By his sixth birthday (the regiment being still in Bimariabad owing to the prevalence of drought, famine, and cholera elsewhere) Damocles de Warrenne, knowing the Urdu language and argot perfectly, knew, in theory also, more of evil, in some directions, than did his own father.

If the child who grows up absolutely straight-forward, honest, above-board and pure in thought, word, and deed, in England, deserves commendation, what does the child deserve who does so in India?

Understanding every word they spoke to one another, the training he got from native servants was one of undiluted evil and a series of object-lessons in deceit, petty villainy, chicanery, oppression, lying, dishonesty, and all immorality. And yet—thanks to his equal understanding of the words and deeds of Nurse Beaton, Major Decies, Lieutenant Ochterlonie, his father, the Officers of the Regiment, and the Europeans of the station—he had a clear, if unconscious, understanding that what was customary for native servants was neither customary nor possible for Sahibs....

But he knew too much....

He knew what percentage of his or her pay each servant had to hand to the "butler-sahib" monthly—or lose his or her place through false accusation.

He knew why the ayah was graciously exempted from financial toll by this autocrat. He knew roughly what proportion of the cook's daily bill represented the actual cost of his daily purchases. He knew what the door-peon got for consenting to take in the card of the Indian aspirant for an interview with Colonel de Warrenne.

He knew the terms of the arrangements between the head-syce and the grain-dealer, the lucerne-grass seller, the ghas-wallah[8] who brought the hay (whereby reduced quantities were accepted in return for illegal gratifications). He knew of retail re-sales of these reduced supplies.

He knew of the purchase of oil, rice, condiments, fire-wood and other commodities from the cook, of the theft (by arrangement) of the poultry and eggs, of the surreptitious milking of the cow, and of the simple plan of milking her—under Nurse Beaton's eye—into a narrow-necked vessel already half full of water.

He knew that the ayah's husband sold the Colonel's soda-water, paraffin, matches, candles, tobacco, cheroots, fruit, sugar, etc., at a little portable shop round the corner of the road, and of the terms on which the hamal and the butler supplied these commodities to the ayah for transfer to her good man.
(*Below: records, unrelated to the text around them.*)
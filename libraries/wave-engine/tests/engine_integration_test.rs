//! Integration tests for the session engine
//!
//! Each test replays a command stream against a small library and checks
//! the result records.

use serde_json::{json, Value};
use wave_core::Library;
use wave_engine::{CommandOutput, Engine, EngineConfig};

// ===== Test Helpers =====

fn library() -> Library {
    serde_json::from_value(json!({
        "songs": [
            {"name": "A", "duration": 10, "album": "Alpha", "genre": "pop", "releaseYear": 2020, "artist": "first"},
            {"name": "B", "duration": 10, "album": "Beta", "genre": "rock", "releaseYear": 1999, "artist": "second"},
            {"name": "Hey Jude", "duration": 200, "album": "Singles", "genre": "rock", "releaseYear": 1968, "artist": "beatles"},
            {"name": "Help", "duration": 150, "album": "Help!", "genre": "rock", "releaseYear": 1965, "artist": "beatles"}
        ],
        "podcasts": [
            {"name": "Talk", "owner": "host", "episodes": [
                {"name": "Ep1", "duration": 600, "description": "pilot"},
                {"name": "Ep2", "duration": 600, "description": "sequel"}
            ]}
        ],
        "users": [
            {"username": "alice", "age": 20, "city": "Cluj", "type": "user"},
            {"username": "bob", "age": 22, "city": "Iasi", "type": "user"}
        ]
    }))
    .unwrap()
}

struct Harness {
    engine: Engine,
}

impl Harness {
    fn new() -> Self {
        Self::with_config(EngineConfig::default())
    }

    fn with_config(config: EngineConfig) -> Self {
        Self {
            engine: Engine::new(config, library()),
        }
    }

    fn send(&mut self, command: Value) -> CommandOutput {
        self.engine.execute(serde_json::from_value(command).unwrap())
    }

    fn message(&mut self, command: Value) -> String {
        self.send(command).message.unwrap_or_default()
    }

    fn load_song(&mut self, user: &str, name: &str, at: i64) {
        self.send(json!({"command": "search", "username": user, "timestamp": at,
                         "type": "song", "filters": {"name": name}}));
        self.send(json!({"command": "select", "username": user, "timestamp": at, "itemNumber": 1}));
        assert_eq!(
            self.message(json!({"command": "load", "username": user, "timestamp": at})),
            "Playback loaded successfully."
        );
    }
}

// ===== Playlists =====

#[test]
fn playlist_lifecycle() {
    let mut h = Harness::new();

    assert_eq!(
        h.message(json!({"command": "createPlaylist", "username": "alice", "timestamp": 1, "playlistName": "P1"})),
        "Playlist created successfully."
    );
    assert_eq!(
        h.message(json!({"command": "createPlaylist", "username": "alice", "timestamp": 2, "playlistName": "P1"})),
        "A playlist with the same name already exists."
    );

    h.load_song("alice", "Hey", 3);
    assert_eq!(
        h.message(json!({"command": "addRemoveInPlaylist", "username": "alice", "timestamp": 4, "playlistId": 1})),
        "Successfully added to playlist."
    );
    assert_eq!(
        h.message(json!({"command": "addRemoveInPlaylist", "username": "alice", "timestamp": 5, "playlistId": 1})),
        "Successfully removed from playlist."
    );
    assert_eq!(
        h.message(json!({"command": "addRemoveInPlaylist", "username": "alice", "timestamp": 6, "playlistId": 2})),
        "The specified playlist does not exist."
    );

    assert_eq!(
        h.message(json!({"command": "switchVisibility", "username": "alice", "timestamp": 7, "playlistId": 1})),
        "Visibility status updated successfully to private."
    );
    assert_eq!(
        h.message(json!({"command": "switchVisibility", "username": "alice", "timestamp": 8, "playlistId": 1})),
        "Visibility status updated successfully to public."
    );
    assert_eq!(
        h.message(json!({"command": "switchVisibility", "username": "alice", "timestamp": 9, "playlistId": 5})),
        "The specified playlist ID is too high."
    );

    h.send(json!({"command": "search", "username": "alice", "timestamp": 10,
                  "type": "playlist", "filters": {"name": "P"}}));
    h.send(json!({"command": "select", "username": "alice", "timestamp": 11, "itemNumber": 1}));
    assert_eq!(
        h.message(json!({"command": "follow", "username": "alice", "timestamp": 12})),
        "You cannot follow or unfollow your own playlist."
    );

    let output = h.send(json!({"command": "showPlaylists", "username": "alice", "timestamp": 13}));
    assert_eq!(
        output.result,
        Some(json!([{"name": "P1", "songs": [], "visibility": "public", "followers": 0}]))
    );
}

#[test]
fn follow_and_unfollow_restore_state() {
    let mut h = Harness::new();
    h.send(json!({"command": "createPlaylist", "username": "alice", "timestamp": 1, "playlistName": "Road"}));

    let search = json!({"command": "search", "username": "bob", "timestamp": 2,
                        "type": "playlist", "filters": {"owner": "alice"}});
    assert_eq!(h.send(search).results, Some(json!(["Road"])));
    h.send(json!({"command": "select", "username": "bob", "timestamp": 3, "itemNumber": 1}));

    assert_eq!(
        h.message(json!({"command": "follow", "username": "bob", "timestamp": 4})),
        "Playlist followed successfully."
    );
    let top = h.send(json!({"command": "getTop5Playlists", "timestamp": 5}));
    assert_eq!(top.result, Some(json!(["Road"])));
    assert_eq!(
        h.message(json!({"command": "follow", "username": "bob", "timestamp": 6})),
        "Playlist unfollowed successfully."
    );

    let output = h.send(json!({"command": "showPlaylists", "username": "alice", "timestamp": 7}));
    assert_eq!(output.result.unwrap()[0]["followers"], 0);
}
He knew too much of the philosophy, manners, habits, and morals of the dog-boy, of concealed cases of the most infectious diseases in the compound, of the sub-letting and over-crowding of the servants' quarters, of incredible quarrels, intrigues, jealousies, revenges, base villainies and wrongs, superstitions and beliefs.

He would hear the hatching of a plot—an hour's arrangement and wrangle—whereby, through far-sighted activity, perjury, malpractice and infinite ingenuity, the ringleader would gain a pice and the follower a pie (a farthing and a third of a farthing respectively).

Daily he saw the butler steal milk, sugar, and tea, for his own use; the hamal steal oil when he filled the lamps, for sale; the malli steal flowers, for sale; the coachman steal carriage-candles; the cook steal a moiety of everything that passed through his hands—every one in that black underworld stealing, lying, back-biting, cheating, intriguing (and all meanwhile strictly and stoutly religious, even the sweeper-descended Goanese cook, the biggest thief of all, purging his Christian soul on Sunday mornings by Confession, and fortifying himself against the temptations of the Evil One at early Mass).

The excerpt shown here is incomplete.